Search code examples
python-3.xgitgitpython

How to get the latest commit hash on remote using gitpython?


Is there a way that I can get the most recent commit on a remote repository using gitpython? I do not want to perform operations like a pull or merge on my local branch. I also do not want to depend on the master branch on my local to get this information. All I have is a valid repo out there, and I am using repo.remotes.origin.url to get the information.

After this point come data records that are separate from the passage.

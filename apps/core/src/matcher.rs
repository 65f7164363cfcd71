use regex::{Regex, RegexBuilder};
use url::Url;

use crate::model::{MatchType, Rule};

/// A URL as received, plus its parsed form for host and port lookups.
///
/// `Url` drops a port equal to the scheme default (`https://h:443/` reports
/// no port), so the literal port is recovered from the raw authority.
/// Text patterns run against the raw input, never the normalized `Url`.
#[derive(Debug, Clone, PartialEq, Eq)]
pub struct TargetUrl {
    raw: String,
    url: Url,
    written_port: Option<u16>,
}

impl TargetUrl {
    pub fn parse(raw: &str) -> Result<Self, url::ParseError> {
        let trimmed = raw.trim();
        let url = Url::parse(trimmed)?;
        let written_port = url.port().or_else(|| {
            if authority_has_port(trimmed) {
                url.port_or_known_default()
            } else {
                None
            }
        });
        Ok(Self {
            raw: trimmed.to_string(),
            url,
            written_port,
        })
    }

    pub fn url(&self) -> &Url {
        &self.url
    }

    pub fn host(&self) -> Option<&str> {
        self.url.host_str()
    }

    pub fn written_port(&self) -> Option<u16> {
        self.written_port
    }

    /// The URL as written, without its fragment.
    pub fn serialized(&self) -> &str {
        self.raw
            .split_once('#')
            .map(|(head, _)| head)
            .unwrap_or(&self.raw)
    }
}

fn authority_has_port(raw: &str) -> bool {
    let Some((_, rest)) = raw.split_once("://") else {
        return false;
    };
    let authority = rest.split(['/', '?', '#']).next().unwrap_or_default();
    let host_port = authority.rsplit('@').next().unwrap_or_default();
    let after_host = match host_port.strip_prefix('[') {
        Some(bracketed) => bracketed.split_once(']').map(|(_, tail)| tail).unwrap_or_default(),
        None => host_port,
    };
    after_host
        .rsplit_once(':')
        .map(|(_, port)| !port.is_empty() && port.chars().all(|c| c.is_ascii_digit()))
        .unwrap_or(false)
}

pub fn matches(target: &TargetUrl, rule: &Rule) -> bool {
    if !rule.enabled {
        return false;
    }

    if let Some(range) = rule.port_range {
        match target.written_port() {
            Some(port) if range.contains(port) => {}
            _ => return false,
        }
    }

    match rule.match_type {
        MatchType::Contains => match_contains(target, &rule.pattern),
        MatchType::Domain => match_domain(target, &rule.pattern),
        MatchType::Wildcard => compile(&wildcard_to_regex(&rule.pattern))
            .map(|re| re.is_match(target.serialized()))
            .unwrap_or(false),
        MatchType::Regex => compile(&rule.pattern)
            .map(|re| re.is_match(target.serialized()))
            .unwrap_or(false),
    }
}

/// Compile error for regex and wildcard rules, for editors to surface.
/// Matching itself never reports this; a broken rule just never fires.
pub fn pattern_error(rule: &Rule) -> Option<String> {
    let source = match rule.match_type {
        MatchType::Regex => rule.pattern.clone(),
        MatchType::Wildcard => wildcard_to_regex(&rule.pattern),
        MatchType::Contains | MatchType::Domain => return None,
    };
    compile(&source).err().map(|error| error.to_string())
}

fn match_contains(target: &TargetUrl, pattern: &str) -> bool {
    target
        .serialized()
        .to_lowercase()
        .contains(&pattern.to_lowercase())
}

fn match_domain(target: &TargetUrl, pattern: &str) -> bool {
    let Some(host) = target.host() else {
        return false;
    };
    let host = strip_www(&host.to_lowercase());
    let pattern = strip_www(&pattern.trim().to_lowercase());
    if pattern.is_empty() {
        return false;
    }
    host == pattern || host.ends_with(&format!(".{pattern}"))
}

fn strip_www(value: &str) -> String {
    value.strip_prefix("www.").unwrap_or(value).to_string()
}

fn wildcard_to_regex(pattern: &str) -> String {
    let mut out = String::with_capacity(pattern.len() + 8);
    out.push('^');
    for ch in pattern.chars() {
        match ch {
            '*' => out.push_str(".*"),
            '?' => out.push('.'),
            other => out.push_str(&regex::escape(other.encode_utf8(&mut [0; 4]))),
        }
    }
    out.push('$');
    out
}

fn compile(pattern: &str) -> Result<Regex, regex::Error> {
    RegexBuilder::new(pattern).case_insensitive(true).build()
}

#[cfg(test)]
mod tests {
    use super::{authority_has_port, wildcard_to_regex, TargetUrl};

    #[test]
    fn wildcard_escapes_everything_but_star_and_question_mark() {
        assert_eq!(wildcard_to_regex("a.b*c?"), r"^a\.b.*c.$");
        assert_eq!(wildcard_to_regex("(x)+"), r"^\(x\)\+$");
    }

    #[test]
    fn serialized_keeps_the_written_text_without_fragment() {
        let target = TargetUrl::parse("  https://GitHub.com:443/x?q=1#top ").unwrap();
        assert_eq!(target.serialized(), "https://GitHub.com:443/x?q=1");
        assert_eq!(target.host(), Some("github.com"));
        assert_eq!(target.written_port(), Some(443));

        let bare = TargetUrl::parse("https://github.com").unwrap();
        assert_eq!(bare.serialized(), "https://github.com");
    }

    #[test]
    fn detects_written_ports_in_authority() {
        assert!(authority_has_port("https://example.com:443/x"));
        assert!(authority_has_port("http://user:pw@example.com:8080"));
        assert!(authority_has_port("http://[::1]:3000/"));
        assert!(!authority_has_port("http://[::1]/"));
        assert!(!authority_has_port("http://user:pw@example.com/"));
        assert!(!authority_has_port("https://example.com/a:b"));
        assert!(!authority_has_port("mailto:someone@example.com"));
    }
}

With just the repo URL, can I get the most recent commit on that repository?


Solution

  • Using gitpython, you can't do this without a local clone. Git is a distributed system, so it's designed for users to operate on their local repos. These answer gives some decent explanations and alternatives:

    Using gitpython - requires local repo

    You can do a shallow clone (for speed), get latest commit SHA using git rev-parse or git ls-remote, then delete the local repo.

    import git
    from pathlib import Path
    
    repo_url = 'https://github.com/path/to/your/repo.git'
    local_repo_dir = Path('/path/to/your/repo')
    
    # delete the repo if it exists, perform shallow clone, get SHA, delete repo
    local_repo_dir.unlink(missing_ok=True)
    repo = git.Repo.clone_from(repo_url, local_repo_dir, depth=1)
    sha = repo.rev_parse('origin/master')
    local_repo_dir.unlink()
    print(sha)
    

    Using python subprocess - does not require local repo

    This simpler solution uses git ls-remote, which does not require a local clone. The following uses subprocess to get the SHA-1 of the given branch from the remote repo without a local clone. Note that the SHA needs to be extracted from the output response by splitting at the first tab.

    import subprocess
    import re
    
    repo_url = 'https://github.com/path/to/your/repo.git'
    process = subprocess.Popen(["git", "ls-remote", repo_url], stdout=subprocess.PIPE)
    stdout, stderr = process.communicate()
    sha = re.split(r'\t+', stdout.decode('ascii'))[0]
    print(sha)